Whatever happens here, New Zealand should be the long-term beneficiaries of Bell's tenacity. When he was omitted earlier in the year, the New Zealand selectors recalled the Northern Districts opener Bryan Young, and toyed with Roger Twose, who was such a significant failure opening the innings in the First Test at Edgbaston. They did not, however, lose faith in Bell, a lesson England's selectors could learn from when dealing with a young player's confidence. Though not in the World Cup party, he was guaranteed a place in the Tour party for the Test series. He had come to England as a youngster to serve an apprenticeship on the MCC ground staff, and when he scored 661 runs at an average of 50 in 1997-98, good judges in New Zealand said he was potentially the best and most secure opener to appear since Glenn Turner.

Bell and Turner have a birthplace, Dunedin, in common.

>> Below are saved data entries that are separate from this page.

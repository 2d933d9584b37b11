use super::{join_name, join_path, Contract, HttpMethod, Middleware, RouteDef};

/// Builder scope for declaring routes under a shared path prefix, name prefix
/// and middleware chain.
///
/// ```ignore
/// v1.group("/pages", "pages", |pages| {
///     pages.get("/", "index", "simple list of pages");
///     pages.group("/manage", "manage", |manage| {
///         manage.post("/archive", "archive", "archive multiple pages").bulk();
///     });
/// });
/// ```
pub struct RouteGroup<'a> {
    prefix: String,
    name: String,
    middleware: Vec<Middleware>,
    routes: &'a mut Vec<RouteDef>,
}

impl<'a> RouteGroup<'a> {
    pub(crate) fn root(prefix: &str, name: &str, routes: &'a mut Vec<RouteDef>) -> Self {
        Self {
            prefix: join_path("", prefix),
            name: join_name("", name),
            middleware: Vec::new(),
            routes,
        }
    }

    /// Declare a nested group that inherits this group's middleware.
    pub fn group(&mut self, prefix: &str, name: &str, f: impl FnOnce(&mut RouteGroup<'_>)) {
        self.group_with(prefix, name, &[], f);
    }

    /// Declare a nested group that appends `middleware` to the inherited chain.
    pub fn group_with(
        &mut self,
        prefix: &str,
        name: &str,
        middleware: &[Middleware],
        f: impl FnOnce(&mut RouteGroup<'_>),
    ) {
        let mut chain = self.middleware.clone();
        chain.extend(middleware.iter().copied().filter(|m| !self.middleware.contains(m)));

        let mut child = RouteGroup {
            prefix: join_path(&self.prefix, prefix),
            name: join_name(&self.name, name),
            middleware: chain,
            routes: &mut *self.routes,
        };
        f(&mut child);
    }

    pub fn get(&mut self, path: &str, name: &str, description: &str) -> RouteEntry<'_> {
        self.add(HttpMethod::Get, path, name, description, Contract::None)
    }

    pub fn post(&mut self, path: &str, name: &str, description: &str) -> RouteEntry<'_> {
        self.add(HttpMethod::Post, path, name, description, Contract::Object)
    }

    pub fn put(&mut self, path: &str, name: &str, description: &str) -> RouteEntry<'_> {
        self.add(HttpMethod::Put, path, name, description, Contract::Object)
    }

    pub fn patch(&mut self, path: &str, name: &str, description: &str) -> RouteEntry<'_> {
        self.add(HttpMethod::Patch, path, name, description, Contract::Object)
    }

    pub fn delete(&mut self, path: &str, name: &str, description: &str) -> RouteEntry<'_> {
        self.add(HttpMethod::Delete, path, name, description, Contract::None)
    }

    fn add(
        &mut self,
        method: HttpMethod,
        path: &str,
        name: &str,
        description: &str,
        contract: Contract,
    ) -> RouteEntry<'_> {
        self.routes.push(RouteDef {
            method,
            path: join_path(&self.prefix, path),
            name: join_name(&self.name, name),
            description: description.to_string(),
            middleware: self.middleware.clone(),
            contract,
        });
        let index = self.routes.len() - 1;
        RouteEntry {
            route: &mut self.routes[index],
        }
    }
}

/// Handle to a freshly declared route for overriding its default contract.
///
/// Defaults: `GET` and `DELETE` take no input, `POST`/`PUT`/`PATCH` take a
/// JSON object.
pub struct RouteEntry<'r> {
    route: &'r mut RouteDef,
}

impl RouteEntry<'_> {
    /// Paginated listing (`?page=&per_page=`).
    pub fn paginated(self) -> Self {
        self.contract(Contract::Paginated)
    }

    /// No request body.
    pub fn bare(self) -> Self {
        self.contract(Contract::None)
    }

    /// State transition taking `{"action": ...}`.
    pub fn action(self) -> Self {
        self.contract(Contract::Action)
    }

    /// Bulk operation over `{"ids": [...]}`.
    pub fn bulk(self) -> Self {
        self.contract(Contract::Bulk)
    }

    /// Replace the foreign key `field`.
    pub fn change(self, field: &'static str) -> Self {
        self.contract(Contract::Change {
            field,
            nullable: false,
        })
    }

    /// Add, replace or remove (`null`) the optional foreign key `field`.
    pub fn change_optional(self, field: &'static str) -> Self {
        self.contract(Contract::Change {
            field,
            nullable: true,
        })
    }

    fn contract(self, contract: Contract) -> Self {
        self.route.contract = contract;
        self
    }
}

And remembering how the young Turner could scarcely hit the ball off the square when he came into first- class cricket, there were times in Bell's innings here when it appeared as if they had that in common as well. Having resumed yesterday on 31, he looked as if he would struggle to reach 50 by lunch. But then he pulled Graeme Hick's first ball through midwicket for the boundary that posted his first Test half-century.

By the time they were parted in mid-afternoon, Bell and Nathan Astle had put on 153 for the third wicket from 297 balls, far away surpassing New Zealand's previous highest for this wicket at Old Trafford. That was 51 in 1949 by Merv Wallace and Bert Sutcliffe, but on yesterday's evidence you'd have put money on Wallace and Grommitt to take runs off England's bowling.

At Lord's 30 years ago, Turner carried his bat for 43 in New Zealand's innings of 131. He was 22, the same age as Bell, but it is unlikely Bell will have to carry his country's batting as often as Turner did. Since their defeat at Birmingham, these New Zealanders, as they say in the Channel 4 advertisements, have raised the stakes and just got better.